Measuring nursing care in pediatric cardiac intensive care units

By Patricia A. Hickey, PhDJean Anne Connor DNSc, RN, CPNPChristine A. Lagrasta MS, RN, CPNP-PC/AC

Despite advances in practice, pediatric critical care nurses have been chal­lenged to design a workload tool that truly captures the skill and cognitive complexity required to deliver compre­hensive patient care. Prior efforts to cre­ate nursing workload tools have focused on adult intensive care patients and do not capture the current scope and com­plexity of pediatric critical care nursing. Information technology provides an effective, efficient means to overcome these limitations.

In 2009, efforts began in the Boston Children’s Hospital pediatric cardiac critical care unit to develop a tool that could qualify and quantify the complex assessment, monitoring and therapeu­tic interventions performed by nurses caring for cardiovascular patients. An expert panel of cardiac nurse clinicians developed a detailed description of the autonomous nature and comprehensive nursing management required for a complex pediatric cardiac popula­tion. The result is a tool called CAMEO: Complexity Assessment & Monitoring to Ensure Optimal Outcomes.

CAMEO monitors nursing activity in 19 domains of care (Figure 1). Each domain contains specific items of care, scored from basic to complex. To obtain an overall score, each activity is given a cognitive complexity value based on a scale from 1 to 5. The total score is calculated across the 19 domains of care and then classified as I-V in overall complexity of care.

To test the nursing CAMEO tool, information was gathered on 75 patients, from 1 day to 47 years old, who were admitted to the CICU for surgical recov­ery (86%) and/or medical intervention (14%). The data showed that the majority of patient care activities involved com­plicated elements. Standard intensive care monitoring of less than one hour was reported in 42% of patients. Vaso­active intravenous medication requiring titration was noted in 78% patients. Ven­tilated patients (72%) required a num­ber of interventions to maintain airway patency and acid-base balance as well as to achieve weaning goals.

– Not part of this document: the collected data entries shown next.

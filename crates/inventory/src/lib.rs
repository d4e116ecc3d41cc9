//! HTTP implementation of the inventory collaborator.
//!
//! Talks to the inventory REST API with api key/secret headers, pages query
//! results, and maps every transport, status, or decode failure to
//! [`axonbot_core::InventoryError::Remote`].

pub mod client;
pub mod filter;

pub use client::{HttpInventoryClient, MAX_PAGES};
impl CommandTable {
    pub fn new() -> Result<Self, regex::Error> {
        let patterns = PATTERNS
            .iter()
            .map(|(id, pattern, usage, summary)| {
                Ok(CommandPattern { id: *id, regex: Regex::new(pattern)?, usage, summary })
            })
            .collect::<Result<Vec<_>, regex::Error>>()?;
        Ok(Self { patterns })
    }

    /// First matching entry wins; `None` means no command applies.
    pub fn classify(&self, text: &str) -> Option<Command> {
        self.patterns.iter().find_map(|pattern| {
            let captures = pattern.regex.captures(text)?;
            build_command(pattern.id, &captures)
        })
    }

    /// Every entry whose pattern accepts `text`.
    pub fn matching(&self, text: &str) -> Vec<CommandId> {
        self.patterns
            .iter()
            .filter(|pattern| pattern.regex.is_match(text))
            .map(|pattern| pattern.id)
            .collect()
    }

    pub fn help_text(&self) -> String {
        let mut lines = vec!["Commands:".to_owned()];
        lines.extend(
            self.patterns
                .iter()
                .map(|pattern| format!("\t*{}*: {}", pattern.usage, pattern.summary)),
        );
        lines.join("\n")
    }
}
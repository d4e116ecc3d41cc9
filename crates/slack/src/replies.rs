use std::time::Duration;

use axonbot_core::{EntityKind, FieldSelection, Row};
use chrono::{DateTime, Utc};

/// What a command sends back into the conversation.
#[derive(Clone, Debug, PartialEq, Eq)]
pub enum Reply {
    Text(String),
    /// `results` are remembered for the thread once the upload succeeds.
    File { filename: String, content: String, results: Option<ResultSet> },
}

/// Rows the user received in a file, kept for follow-up label commands.
#[derive(Clone, Debug, PartialEq, Eq)]
pub struct ResultSet {
    pub kind: EntityKind,
    pub rows: Vec<Row>,
}

impl Reply {
    pub fn text(text: impl Into<String>) -> Self {
        Self::Text(text.into())
    }

    /// Serializes `rows` as indented JSON under a timestamped file name.
    pub fn rows_file(
        kind: EntityKind,
        rows: Vec<Row>,
        at: DateTime<Utc>,
    ) -> Result<Self, serde_json::Error> {
        Ok(Self::File {
            filename: result_file_name(kind, at),
            content: serde_json::to_string_pretty(&rows)?,
            results: Some(ResultSet { kind, rows }),
        })
    }

    pub fn kind(&self) -> &'static str {
        match self {
            Self::Text(_) => "text",
            Self::File { .. } => "file",
        }
    }
}

pub fn result_file_name(kind: EntityKind, at: DateTime<Utc>) -> String {
    format!("{}_{}.json", kind.plural(), at.format("%Y%m%d-%H%M%S"))
}

pub fn fields_listing(kind: EntityKind, fields: &FieldSelection) -> String {
    let mut lines = vec![format!("Current fields for {kind}:")];
    for (adapter, names) in fields.iter() {
        lines.push(format!("\tAdapter: *{adapter}*"));
        lines.extend(names.into_iter().map(|name| format!("\t\t{name}")));
        lines.push(String::new());
    }
    lines.join("\n")
}

pub fn thread_usage() -> String {
    [
        "Thread commands:",
        "\t*labels add* label1,label2,label3",
        "\t*labels delete* label1,label2,label3",
    ]
    .join("\n")
}

pub fn hello(uptime: Duration, instance_url: &str) -> String {
    [
        format!("Version: *{}*", env!("CARGO_PKG_VERSION")),
        format!("Platform: *{}-{}*", std::env::consts::OS, std::env::consts::ARCH),
        format!("Uptime: *{}*", format_uptime(uptime)),
        format!("<{instance_url}|Inventory instance at '{instance_url}'>"),
    ]
    .join("\n")
}

/// `H:MM:SS`, prefixed with whole days once the bot has run that long.
pub fn format_uptime(uptime: Duration) -> String {
    let total = uptime.as_secs();
    let (days, rest) = (total / 86_400, total % 86_400);
    let clock = format!("{}:{:02}:{:02}", rest / 3_600, (rest % 3_600) / 60, rest % 60);
    match days {
        0 => clock,
        1 => format!("1 day, {clock}"),
        days => format!("{days} days, {clock}"),
    }
}
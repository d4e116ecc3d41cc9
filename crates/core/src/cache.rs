//! Thread-scoped result cache.
//!
//! Maps a chat thread key to the last result set fetched in that thread so a
//! follow-up label command can act on it. Entries expire a fixed TTL after
//! their last write and the map never holds more than `max_entries`; the
//! least recently used key goes first.
//!
//! Expiry is evaluated lazily on read, so an expired entry is never returned
//! even if it has not been purged yet. Writes also purge expired entries
//! before enforcing capacity.

use std::sync::{Arc, Mutex, MutexGuard, PoisonError};
use std::time::{Duration, Instant};

use indexmap::IndexMap;
use tracing::debug;

use crate::domain::entity::{EntityKind, Row};

pub const DEFAULT_TTL: Duration = Duration::from_secs(10 * 60);
pub const DEFAULT_MAX_ENTRIES: usize = 512;

pub trait Clock: Send + Sync {
    fn now(&self) -> Instant;
}

#[derive(Clone, Copy, Debug, Default)]
pub struct SystemClock;

impl Clock for SystemClock {
    fn now(&self) -> Instant {
        Instant::now()
    }
}

/// Snapshot handed to readers. Rows are shared, so a reader holds the exact
/// set written by one `put` regardless of later writes to the same key.
#[derive(Clone, Debug, PartialEq)]
pub struct CacheEntry {
    pub kind: EntityKind,
    pub rows: Arc<Vec<Row>>,
}

struct Slot {
    entry: CacheEntry,
    written_at: Instant,
}

pub struct ResultCache {
    slots: Mutex<IndexMap<String, Slot>>,
    ttl: Duration,
    max_entries: usize,
    clock: Arc<dyn Clock>,
}

impl Default for ResultCache {
    fn default() -> Self {
        Self::new(DEFAULT_TTL, DEFAULT_MAX_ENTRIES)
    }
}

impl ResultCache {
    pub fn new(ttl: Duration, max_entries: usize) -> Self {
        Self::with_clock(ttl, max_entries, Arc::new(SystemClock))
    }

    pub fn with_clock(ttl: Duration, max_entries: usize, clock: Arc<dyn Clock>) -> Self {
        Self { slots: Mutex::new(IndexMap::new()), ttl, max_entries: max_entries.max(1), clock }
    }

    /// Stores `rows` under `thread_key`, replacing any previous entry and
    /// restarting its expiry clock.
    pub fn put(&self, thread_key: &str, kind: EntityKind, rows: Vec<Row>) {
        let now = self.clock.now();
        let row_count = rows.len();
        let mut slots = self.lock();

        slots.shift_remove(thread_key);
        slots.insert(
            thread_key.to_owned(),
            Slot { entry: CacheEntry { kind, rows: Arc::new(rows) }, written_at: now },
        );

        let ttl = self.ttl;
        slots.retain(|_, slot| now.saturating_duration_since(slot.written_at) < ttl);

        let mut evicted = 0_usize;
        while slots.len() > self.max_entries {
            slots.shift_remove_index(0);
            evicted += 1;
        }

        debug!(
            event_name = "cache.put",
            thread_id = thread_key,
            entity = kind.plural(),
            row_count,
            live_entries = slots.len(),
            evicted,
            "cached result set"
        );
    }

    pub fn get(&self, thread_key: &str) -> Option<CacheEntry> {
        let now = self.clock.now();
        let mut slots = self.lock();

        let index = slots.get_index_of(thread_key)?;
        let expired = slots
            .get_index(index)
            .map(|(_, slot)| now.saturating_duration_since(slot.written_at) >= self.ttl)
            .unwrap_or(true);
        if expired {
            slots.shift_remove_index(index);
            return None;
        }

        let last = slots.len() - 1;
        slots.move_index(index, last);
        slots.get_index(last).map(|(_, slot)| slot.entry.clone())
    }

    /// Number of entries that have not yet expired.
    pub fn live_entries(&self) -> usize {
        let now = self.clock.now();
        self.lock()
            .values()
            .filter(|slot| now.saturating_duration_since(slot.written_at) < self.ttl)
            .count()
    }

    pub fn ttl(&self) -> Duration {
        self.ttl
    }

    pub fn max_entries(&self) -> usize {
        self.max_entries
    }

    fn lock(&self) -> MutexGuard<'_, IndexMap<String, Slot>> {
        self.slots.lock().unwrap_or_else(PoisonError::into_inner)
    }
}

Additional nursing activities were also identified and tracked, including care focused on teaching and anticipatory guidance to patients and families and coordination of services such as social work, case management, interpreter services, and clergy. Precepting new staff, quality monitoring, research data collection, clinical management plans and other regulatory documentation were also identified. Among the 75 patients, 80% met Class III or IV, with 7% categorized as Class V.

Now, the CAMEO tool is moving from “proof of concept” to daily practice in the pediatric cardiac intensive care unit. Twice each day, the CAMEO is com­pleted electronically to provide frontline nursing staff with the ability to quantify nursing care based on the cognitive complexity required to maintain safe care practices and promote optimal healing. This real-time quantification of nursing resource use and benchmark­ing supports both the daily assessment needs of bedside clinicians and the needs of administrative leaders seek­ing to justify and support appropriate resource utilization.

CAMEO complements the “Tracking, Trajectory and Triggering” platform, also known as “T3.” A monitoring tool developed at Boston Children’s Cardiac Intensive Care Unit, T3 links data from bedside monitors keeping watch over a child and presents their readouts togeth­er, in context, on the same screen. T3 reduces “information overload” in the ICU and improves decision-making for doctors and nurses.

Further adaptation of the CAMEO to qualify and quantify nursing care has begun in the medical/surgical and neo­natal intensive care units, with the goal of having a complexity tool that cap­tures the practice of critical care nursing throughout all of Boston Children’s Hospital intensive care units. Develop­ment of a nursing CAMEO for step-down and general ward patients is already under way. CAMEO was/is funded by Boston Chil­dren’s Hospital, Program Patient Safety & Quality, 2009 and 2012, and supported by Boston Children’s Hospital Cardiac Intensive Care Unit.